### Requirement
Go through the records and copy each line where the string "extract" occurs.

### Exercise material
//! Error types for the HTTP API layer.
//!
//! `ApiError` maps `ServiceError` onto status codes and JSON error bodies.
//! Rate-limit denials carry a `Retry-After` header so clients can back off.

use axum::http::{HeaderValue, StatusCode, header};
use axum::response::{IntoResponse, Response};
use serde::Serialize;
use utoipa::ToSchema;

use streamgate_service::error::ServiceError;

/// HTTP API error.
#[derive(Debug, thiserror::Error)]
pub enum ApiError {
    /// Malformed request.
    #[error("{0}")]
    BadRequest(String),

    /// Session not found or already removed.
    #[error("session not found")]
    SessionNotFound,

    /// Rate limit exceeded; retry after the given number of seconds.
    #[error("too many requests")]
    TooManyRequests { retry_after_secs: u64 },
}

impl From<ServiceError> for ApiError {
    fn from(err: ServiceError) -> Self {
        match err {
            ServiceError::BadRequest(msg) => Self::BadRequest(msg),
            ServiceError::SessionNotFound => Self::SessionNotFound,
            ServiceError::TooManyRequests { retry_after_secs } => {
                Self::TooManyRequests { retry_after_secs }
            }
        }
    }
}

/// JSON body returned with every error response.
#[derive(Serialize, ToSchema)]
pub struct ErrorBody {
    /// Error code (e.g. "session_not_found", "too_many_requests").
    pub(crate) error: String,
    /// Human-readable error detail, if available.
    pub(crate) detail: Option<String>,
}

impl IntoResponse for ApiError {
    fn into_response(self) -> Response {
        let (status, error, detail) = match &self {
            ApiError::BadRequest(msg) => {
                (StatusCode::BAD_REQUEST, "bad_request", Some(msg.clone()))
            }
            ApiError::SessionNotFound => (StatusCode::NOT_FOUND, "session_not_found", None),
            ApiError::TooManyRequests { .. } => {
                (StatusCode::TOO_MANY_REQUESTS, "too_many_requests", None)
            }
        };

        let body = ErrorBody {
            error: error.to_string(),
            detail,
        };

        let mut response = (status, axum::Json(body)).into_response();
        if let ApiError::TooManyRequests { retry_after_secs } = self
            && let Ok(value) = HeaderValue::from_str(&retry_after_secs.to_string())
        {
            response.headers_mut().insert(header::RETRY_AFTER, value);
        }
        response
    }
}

...

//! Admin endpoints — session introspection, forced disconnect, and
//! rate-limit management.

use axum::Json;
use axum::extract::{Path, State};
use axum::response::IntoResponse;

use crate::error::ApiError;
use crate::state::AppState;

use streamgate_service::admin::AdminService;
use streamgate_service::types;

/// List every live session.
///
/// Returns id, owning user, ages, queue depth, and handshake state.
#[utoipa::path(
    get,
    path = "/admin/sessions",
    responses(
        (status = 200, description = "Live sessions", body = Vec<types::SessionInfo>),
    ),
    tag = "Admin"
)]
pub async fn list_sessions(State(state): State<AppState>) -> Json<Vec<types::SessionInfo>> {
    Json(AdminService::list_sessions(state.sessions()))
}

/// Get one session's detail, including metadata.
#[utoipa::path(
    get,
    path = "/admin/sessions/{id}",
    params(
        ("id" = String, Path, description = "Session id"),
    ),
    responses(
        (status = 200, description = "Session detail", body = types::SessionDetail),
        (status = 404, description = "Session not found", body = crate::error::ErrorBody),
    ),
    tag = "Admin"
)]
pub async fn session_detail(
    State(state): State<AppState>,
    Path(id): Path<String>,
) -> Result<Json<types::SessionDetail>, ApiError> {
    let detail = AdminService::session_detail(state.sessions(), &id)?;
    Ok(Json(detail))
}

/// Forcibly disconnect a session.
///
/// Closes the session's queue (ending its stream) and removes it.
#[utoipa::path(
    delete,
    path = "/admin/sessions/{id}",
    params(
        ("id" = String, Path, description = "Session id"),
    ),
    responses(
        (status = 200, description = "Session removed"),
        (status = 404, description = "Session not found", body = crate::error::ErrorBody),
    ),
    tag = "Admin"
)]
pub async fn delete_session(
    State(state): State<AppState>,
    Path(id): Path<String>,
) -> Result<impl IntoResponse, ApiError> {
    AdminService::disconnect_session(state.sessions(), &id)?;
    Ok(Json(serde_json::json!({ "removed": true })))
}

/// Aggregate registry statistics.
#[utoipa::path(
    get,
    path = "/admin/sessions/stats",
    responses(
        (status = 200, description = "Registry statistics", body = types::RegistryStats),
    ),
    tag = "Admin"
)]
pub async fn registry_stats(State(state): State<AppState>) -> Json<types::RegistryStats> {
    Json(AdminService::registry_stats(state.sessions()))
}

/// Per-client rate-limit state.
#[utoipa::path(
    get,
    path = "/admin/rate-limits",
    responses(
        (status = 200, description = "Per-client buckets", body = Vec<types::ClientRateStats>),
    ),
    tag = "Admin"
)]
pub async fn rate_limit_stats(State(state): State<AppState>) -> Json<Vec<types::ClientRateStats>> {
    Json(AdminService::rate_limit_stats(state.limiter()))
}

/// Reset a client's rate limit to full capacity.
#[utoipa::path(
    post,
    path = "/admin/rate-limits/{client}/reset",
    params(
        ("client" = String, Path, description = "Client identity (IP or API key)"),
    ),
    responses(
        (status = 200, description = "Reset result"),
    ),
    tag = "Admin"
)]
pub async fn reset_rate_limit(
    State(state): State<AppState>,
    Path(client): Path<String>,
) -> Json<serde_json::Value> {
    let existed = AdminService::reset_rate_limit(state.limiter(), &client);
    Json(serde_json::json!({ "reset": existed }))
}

--

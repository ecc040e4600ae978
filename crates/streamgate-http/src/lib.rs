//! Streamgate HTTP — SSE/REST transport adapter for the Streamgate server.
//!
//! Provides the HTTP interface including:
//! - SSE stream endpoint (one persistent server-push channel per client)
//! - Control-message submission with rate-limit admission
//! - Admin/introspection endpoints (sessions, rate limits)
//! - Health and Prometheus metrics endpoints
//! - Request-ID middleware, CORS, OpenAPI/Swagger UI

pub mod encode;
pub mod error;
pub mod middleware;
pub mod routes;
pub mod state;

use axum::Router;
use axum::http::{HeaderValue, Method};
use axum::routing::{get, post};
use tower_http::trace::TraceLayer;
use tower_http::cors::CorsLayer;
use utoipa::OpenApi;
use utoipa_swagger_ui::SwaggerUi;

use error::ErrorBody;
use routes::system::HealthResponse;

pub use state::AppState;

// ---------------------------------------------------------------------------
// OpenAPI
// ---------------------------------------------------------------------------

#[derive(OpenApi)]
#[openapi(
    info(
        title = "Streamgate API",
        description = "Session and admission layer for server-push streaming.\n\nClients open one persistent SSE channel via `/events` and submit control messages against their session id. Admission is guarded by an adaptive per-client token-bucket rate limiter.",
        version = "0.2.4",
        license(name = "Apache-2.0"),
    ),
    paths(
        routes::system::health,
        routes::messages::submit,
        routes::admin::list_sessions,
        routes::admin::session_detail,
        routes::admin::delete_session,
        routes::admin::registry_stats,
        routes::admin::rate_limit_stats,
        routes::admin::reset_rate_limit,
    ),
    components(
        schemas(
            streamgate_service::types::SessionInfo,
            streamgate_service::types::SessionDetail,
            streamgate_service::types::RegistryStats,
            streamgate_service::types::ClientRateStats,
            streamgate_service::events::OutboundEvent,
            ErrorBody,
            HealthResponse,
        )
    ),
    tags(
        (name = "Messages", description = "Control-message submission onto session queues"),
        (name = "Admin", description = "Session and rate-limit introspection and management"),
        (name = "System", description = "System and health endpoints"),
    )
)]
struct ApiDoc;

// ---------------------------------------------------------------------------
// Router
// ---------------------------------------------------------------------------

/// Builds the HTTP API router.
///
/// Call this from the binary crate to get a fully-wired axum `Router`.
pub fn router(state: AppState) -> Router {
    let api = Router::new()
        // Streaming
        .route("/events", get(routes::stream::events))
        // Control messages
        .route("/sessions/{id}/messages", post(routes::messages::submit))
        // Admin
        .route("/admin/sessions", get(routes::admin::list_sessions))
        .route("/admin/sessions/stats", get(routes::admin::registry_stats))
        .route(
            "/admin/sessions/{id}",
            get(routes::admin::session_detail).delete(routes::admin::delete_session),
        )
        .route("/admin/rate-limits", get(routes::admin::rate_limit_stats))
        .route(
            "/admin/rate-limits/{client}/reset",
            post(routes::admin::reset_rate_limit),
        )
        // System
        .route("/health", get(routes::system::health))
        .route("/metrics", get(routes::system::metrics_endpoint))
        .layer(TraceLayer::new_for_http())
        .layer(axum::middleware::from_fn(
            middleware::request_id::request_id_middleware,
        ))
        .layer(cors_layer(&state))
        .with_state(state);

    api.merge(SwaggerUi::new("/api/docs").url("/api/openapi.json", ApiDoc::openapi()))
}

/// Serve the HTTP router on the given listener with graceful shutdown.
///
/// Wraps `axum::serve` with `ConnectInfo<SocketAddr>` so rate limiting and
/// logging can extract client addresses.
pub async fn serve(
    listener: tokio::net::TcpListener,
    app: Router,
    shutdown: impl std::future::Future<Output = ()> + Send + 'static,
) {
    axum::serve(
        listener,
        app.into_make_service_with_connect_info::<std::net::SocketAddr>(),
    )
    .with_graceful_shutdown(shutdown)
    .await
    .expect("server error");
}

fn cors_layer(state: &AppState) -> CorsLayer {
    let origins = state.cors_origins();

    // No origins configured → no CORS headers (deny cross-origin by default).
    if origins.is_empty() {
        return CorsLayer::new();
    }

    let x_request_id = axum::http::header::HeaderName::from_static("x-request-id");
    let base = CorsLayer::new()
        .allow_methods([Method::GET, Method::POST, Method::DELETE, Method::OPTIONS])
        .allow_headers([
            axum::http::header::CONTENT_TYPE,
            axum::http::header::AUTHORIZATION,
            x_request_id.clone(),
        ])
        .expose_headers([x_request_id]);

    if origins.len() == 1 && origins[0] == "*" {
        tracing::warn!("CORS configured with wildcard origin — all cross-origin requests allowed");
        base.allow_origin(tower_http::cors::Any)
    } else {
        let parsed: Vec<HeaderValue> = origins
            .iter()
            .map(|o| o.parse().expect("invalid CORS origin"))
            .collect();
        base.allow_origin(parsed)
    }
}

### Response area
use axum::extract::{Path, State};
/// logging can extract client addresses.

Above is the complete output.